Is Bill Hicks the transitional figure between L Bruce's transgressive/progressive vanguard and the stereotype-ridden, anti-PC shock humor employed by Howard Stern, Seth Macfarlane, and Ric Delgado?

i don't think hicks has been all that influential on mainstream humor in the u.s. -- he was barely ever on TV and was virtually unknown here till he died. he got a posthumous cult following but i see him as more a one-off guy than any kind of transitional figure. his style of humor is also completely different from those guys imo -- i can't see any hicks influence in macfarlane, for sure.

(The Other) J.D. (J.D.), Wednesday, 16 May 2012 05:34 (eleven years ago) link

arguably hicks was one of the major touchstones for "alternative comedy" (lol remember when that was a thing) which after a brief detour thru the truth about cats and dogs gave us endless ben stiller flicks gave us "meet the parents" gave us i dunno. but rewind and "alternative comedy" also birthed a whole generation of sketch shows birthed a school of rapid-fire shockimprov and dead end reference and repetition for the sake of it arguably playing a role in the humor of family guy. i mean from the right angle, you really can see it as the slow stepbrother of wonder showzen or whatever.

s.clover, Wednesday, 16 May 2012 05:45 (eleven years ago) link

I remember when that was a thing, it was the 80s in the UK - I suspect that from a US perspective alternative comedy probably seemed like hearing a musical genre but not listening to the bands the artists were listening to.

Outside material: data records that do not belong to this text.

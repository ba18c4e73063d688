//! L1 routing: from sending repeaters across the bus grid into synapse
//! arrays.

pub mod backbone;
pub mod dijkstra;
pub mod loss;
pub mod synapses;
pub mod vline_usage;

use std::collections::{BTreeMap, BTreeSet};

use tracing::{info, warn};

use wafermap_bio::{BioGraph, ProjectionId};
use wafermap_chip::{ChipOnWafer, DncMergerOnWafer, HLine, Segment, VLine};
use wafermap_hal::{ResourceManager, WaferDescriptor};

use crate::config::{L1Algorithm, MapperConfig};
use crate::results::{L1Routing, Placement};

pub use loss::SynapseLoss;
pub use vline_usage::VLineUsage;

/// One routing job: all projections leaving one DNC merger towards their
/// target chips.
#[derive(Debug, Clone)]
pub struct RouteTask {
    /// The merger whose events are routed.
    pub source: DncMergerOnWafer,
    /// Chips holding target neurons.
    pub targets: BTreeSet<ChipOnWafer>,
    /// Projections sharing this source, in id order.
    pub projections: Vec<ProjectionId>,
    /// Accumulated routing priority.
    pub priority: f64,
}

/// Bus ownership registry.
///
/// Buses are exclusive between route trees: two different source mergers
/// can not drive the same bus. Within one tree sharing is fine (the
/// branches carry the same events), so claims carry the owning task.
#[derive(Debug, Default)]
pub struct BusUsage {
    h: BTreeMap<(ChipOnWafer, u8), usize>,
    v: BTreeMap<(ChipOnWafer, u16), usize>,
    owner: usize,
}

impl BusUsage {
    /// Switch to the given owning task.
    pub fn set_owner(&mut self, owner: usize) {
        self.owner = owner;
    }

    /// Claim a horizontal bus; `false` when another task holds it.
    pub fn claim_h(&mut self, chip: ChipOnWafer, hline: HLine) -> bool {
        match self.h.get(&(chip, hline.index())) {
            Some(&owner) => owner == self.owner,
            None => {
                self.h.insert((chip, hline.index()), self.owner);
                true
            }
        }
    }

    /// Claim a vertical bus; `false` when another task holds it.
    pub fn claim_v(&mut self, chip: ChipOnWafer, vline: VLine) -> bool {
        match self.v.get(&(chip, vline.index())) {
            Some(&owner) => owner == self.owner,
            None => {
                self.v.insert((chip, vline.index()), self.owner);
                true
            }
        }
    }

    /// Whether another task holds this horizontal bus.
    #[must_use]
    pub fn is_hline_claimed(&self, chip: ChipOnWafer, hline: HLine) -> bool {
        self.h.get(&(chip, hline.index())).is_some_and(|&owner| owner != self.owner)
    }

    /// Whether another task holds this vertical bus.
    #[must_use]
    pub fn is_vline_claimed(&self, chip: ChipOnWafer, vline: VLine) -> bool {
        self.v.get(&(chip, vline.index())).is_some_and(|&owner| owner != self.owner)
    }
}

/// Gather routing tasks from the placed projections.
///
/// Projections group by the DNC merger their source neurons send
/// through; targets are the chips holding placed target neurons. Tasks
/// are ordered by accumulated priority (descending), then source
/// coordinate, which makes the contended-bus arbitration deterministic.
#[must_use]
pub fn collect_tasks(
    graph: &BioGraph,
    placement: &Placement,
    config: &MapperConfig,
) -> Vec<RouteTask> {
    let mut by_source: BTreeMap<DncMergerOnWafer, RouteTask> = BTreeMap::new();

    for projection in graph.projections() {
        let mut mergers: BTreeSet<DncMergerOnWafer> = BTreeSet::new();
        for item in placement.find_population(projection.source) {
            if let Some(address) = item.address {
                mergers.insert(address.merger);
            }
        }
        let mut targets: BTreeSet<ChipOnWafer> = BTreeSet::new();
        for item in placement.find_population(projection.target) {
            if let Some(chip) = item.logical.chip() {
                targets.insert(chip);
            }
        }
        if mergers.is_empty() || targets.is_empty() {
            warn!(projection = ?projection.id, "projection has no routable endpoints");
            continue;
        }

        for merger in mergers {
            let task = by_source.entry(merger).or_insert_with(|| RouteTask {
                source: merger,
                targets: BTreeSet::new(),
                projections: Vec::new(),
                priority: 0.0,
            });
            task.targets.extend(targets.iter().copied());
            task.projections.push(projection.id);
        }
    }

    let mut tasks: Vec<RouteTask> = by_source.into_values().collect();
    for task in &mut tasks {
        task.projections.sort_unstable();
        task.projections.dedup();
        task.priority = match config.routing.l1.priority_accumulation_measure {
            crate::config::PriorityAccumulationMeasure::ArithmeticMean => {
                #[allow(clippy::cast_precision_loss)]
                let mean = task
                    .projections
                    .iter()
                    .map(|id| f64::from(config.routing.l1.priority(*id)))
                    .sum::<f64>()
                    / task.projections.len() as f64;
                mean
            }
        };
    }
    tasks.sort_by(|a, b| {
        b.priority
            .partial_cmp(&a.priority)
            .unwrap()
            .then_with(|| a.source.cmp(&b.source))
    });
    tasks
}

/// Run L1 routing over all tasks.
///
/// Route failures are recovered locally: the synapses of unreachable
/// targets are tallied in `loss` and the run continues.
pub fn run(
    graph: &BioGraph,
    placement: &Placement,
    config: &MapperConfig,
    mgr: &ResourceManager,
    wafer: &mut WaferDescriptor,
    loss: &SynapseLoss,
) -> L1Routing {
    let tasks = collect_tasks(graph, placement, config);
    let mut routing = L1Routing::default();
    let mut buses = BusUsage::default();
    let mut vline_usage = VLineUsage::new();

    for (index, task) in tasks.iter().enumerate() {
        buses.set_owner(index);
        let (routes, unreachable) = match config.routing.l1.algorithm {
            L1Algorithm::Backbone => {
                backbone::build(task, mgr, &config.routing.l1, &mut buses, &mut vline_usage)
            }
            L1Algorithm::Dijkstra => {
                dijkstra::build(task, mgr, &config.routing.l1, &mut buses, &mut vline_usage)
            }
        };

        for chip in unreachable {
            record_unreachable(graph, placement, task, chip, loss);
        }
        for item in routes {
            configure_crossbars(wafer, &item.route);
            routing.add(item);
        }
    }

    info!(
        routes = routing.items().len(),
        lost_synapses = loss.total(),
        "L1 routing finished"
    );
    routing
}

/// Count the synapses lost because `chip` is unreachable from the task's
/// source merger.
fn record_unreachable(
    graph: &BioGraph,
    placement: &Placement,
    task: &RouteTask,
    chip: ChipOnWafer,
    loss: &SynapseLoss,
) {
    for projection_id in &task.projections {
        let Some(projection) = graph.projection(*projection_id) else {
            continue;
        };
        let sources: BTreeSet<usize> = placement
            .find_merger(task.source)
            .filter(|item| item.bio.population == projection.source)
            .map(|item| item.bio.neuron_index)
            .collect();
        let targets: BTreeSet<usize> = placement
            .find_chip(chip)
            .filter(|item| item.bio.population == projection.target)
            .map(|item| item.bio.neuron_index)
            .collect();
        let lost = projection
            .synapses()
            .filter(|(src, tgt, _)| sources.contains(src) && targets.contains(tgt))
            .count();
        loss.add(*projection_id, lost);
    }
}

/// Close the crossbar switches a route uses.
fn configure_crossbars(wafer: &mut WaferDescriptor, route: &wafermap_chip::L1Route) {
    let mut chip: Option<ChipOnWafer> = None;
    let mut previous: Option<&Segment> = None;
    for segment in route {
        if let Segment::Chip(c) = segment {
            chip = Some(*c);
        }
        if let (Some(chip), Some(prev)) = (chip, previous) {
            match (prev, segment) {
                (Segment::HLine(h), Segment::VLine(v))
                | (Segment::VLine(v), Segment::HLine(h)) => {
                    wafer.chip_mut(chip).layer1.set_crossbar_switch(*v, *h);
                }
                _ => {}
            }
        }
        previous = Some(segment);
    }
}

Andrew Farrell, Wednesday, 16 May 2012 06:46 (eleven years ago) link

i have been attempting to keep up w/this v interesting thread since horseshoe started it but i keep being busy and not having time and falling behind. soz if these points have been done already, i skimmed a couple of times

- i broadly agree w/horseshoe's argument. one of the most negative things about comedy (nb: i think everything about comedy is negative and abhorrent) is the way it tries to bully you towards consensus, to assume consensus into existence, and a lot of the time it's not even via what the joke is "about" but the language and the details used in telling it, and that shit is insidious

- the laughing upwards vs laughing downwards binary is dumb. very often comedy thinks it's laughing upwards but actually is so tone-deaf and unaware of its own privilege/power that it can't see how it's also bullying. misogynist jokes at the expense of women like louise mensch or paris hilton or, for that matter, every woman in the public eye ever, are an obvious example

- "laughing at oneself" comedy trades on self-loathing but still requires that assumption of consensus; fundamentally it seeks to drag its audience down to the base level of its creator, and often the implication is that anyone who refuses to degrade themselves in that way is pompous or up themselves or humourless. it really is the very worst human activity imo.

- <3 banaka

liberté, égalité, beyoncé (lex pretend), Wednesday, 16 May 2012 09:56 (eleven years ago) link

don't you think that pretty much all art is trying to 'force' you to feel something, in very much the same way? do you never feel as if music, film, literature is trying to manipulate you emotionally as part of the experience? why judge all of comedy so negatively based on phenomena that are hardly unique to it?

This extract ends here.